They mostly come at night…mostly.

-Newt (Alien the movie)

I suffered (and still am) a severe outbreak of hives. First time in my life. They erupted suddenly in the wee hours of the morning eleven days after receiving a booster of the Moderna vaccine. We ruled out allergens as a cause, such as food, exposure to weird animals, travel-related interactions, laundry soap & dryer sheets, etc. And I’ve never had an allergy to anything in my life. So nothing made sense as the cause except the booster. But eleven days delayed? I was dubious. Then I started reading around. Sure enough, I’m not alone.

Spent the better part of the last four days since the onset of symptoms researching disease pathways in Chronic Spontaneous Urticaria (aka Hives). The chronic form of hives refers to a condition lasting more than six weeks, less than that and it’s classified as acute. I’d like to think this crap will resolve before six weeks, but everything I’m reading where the vaccine was the likely cause indicates maybe not.

Thing is, my particular brand of this misery, since it was not caused by an allergic reaction to food or medicine or what have you, is classified as “etiology unknown”, doctor speak for we don’t know what the cause of your type of hives is, Rod. As I said, I’m quiet certain the cause was the vaccine but I don’t think it was an allergic reaction to anything in the vaccine formula (e.g. Polythelene Glycol (PEG)). If so I would have had this problem after the first or second shot earlier this year, and I didn’t. Rather, somehow the booster shot over-activated an immune response pathway in me (and apparently in roughly 1% of all vaccine getters), presenting similar to what is seen in an allergic response, but through a different biological pathway. If this turns out to be a chronic form of hives there’s not much information on how long beyond six weeks the hives might last and what treatments work best to deal with the symptoms. The worse symptom, as any hives sufferer will tell you, is the inability to fall asleep and stay asleep. This is because the hives come out at night and are intensely itchy. During the day the itchiness is way down, and scratching more easily resisted. Creams, ice, and antihistamines all help inhibit the itchiness and hive production but they don’t stop it entirely. Something about trying to fall asleep in a supine position in a warm bed makes it worse. Standing or sitting and focusing the attention makes the itchiness fade away I’ve found. Steroids (e.g. prednisone) suppress the immune system and they have helped tone mine down and curtail hive production, but hard to say how much.
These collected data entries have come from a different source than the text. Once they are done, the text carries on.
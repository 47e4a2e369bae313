#![cfg_attr(docsrs, doc = include_str!("../README.md"))]
#![cfg_attr(docsrs, feature(doc_cfg, doc_auto_cfg, doc_cfg_hide))]
#![cfg_attr(docsrs, deny(missing_docs))]
#![cfg_attr(not(any(feature = "std", test)), no_std)]

extern crate alloc;
#[cfg(test)]
extern crate std;

#[macro_use]
pub(crate) mod util;

pub mod list;
pub mod pool;
pub mod sort;

#[doc(inline)]
pub use list::List;
#[doc(inline)]
pub use pool::{Pool, PoolError};
#[doc(inline)]
pub use sort::ListMergeSorter;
This unfortunate experience hasn’t turned me into an anti-vaxxer, although to be completely honest, had I known this would happen I would not have gotten a booster. There are other ways to protect yourself from getting infected with the virus and getting sick with COVID, like staying home and going out only when necessary. Not ideal, but practically speaking HW and I are now able to do that.

And now if you don’t mind I’m off to try and get some sleep. Not optimistic.

1 thought on “Urticaria”

  1. Rod, sorry to hear you’re experiencing such an adverse reaction to the mRNA booster. I’ll admit, that when I read your earlier post about taking the initial “vaccine,” I was surprised, as I did not think you would participate in such an experimental treatment which, in previous attempts to bring to market, had performed rather dismally. I am rather concerned about the long term negative effects which may present from these mRNA and booster shots.

    After having just suffered through the Gain of Function Flu (GOFF) myself; and it was a most unusual experience; along with my Lovey Melis, who had received the JNJ jab against my advice early on, I pray that you’ll soon shake off the issue you’re experiencing. If you’re interested, you can read my short report on our GOFF experience here. My best to you and your Happy Wife.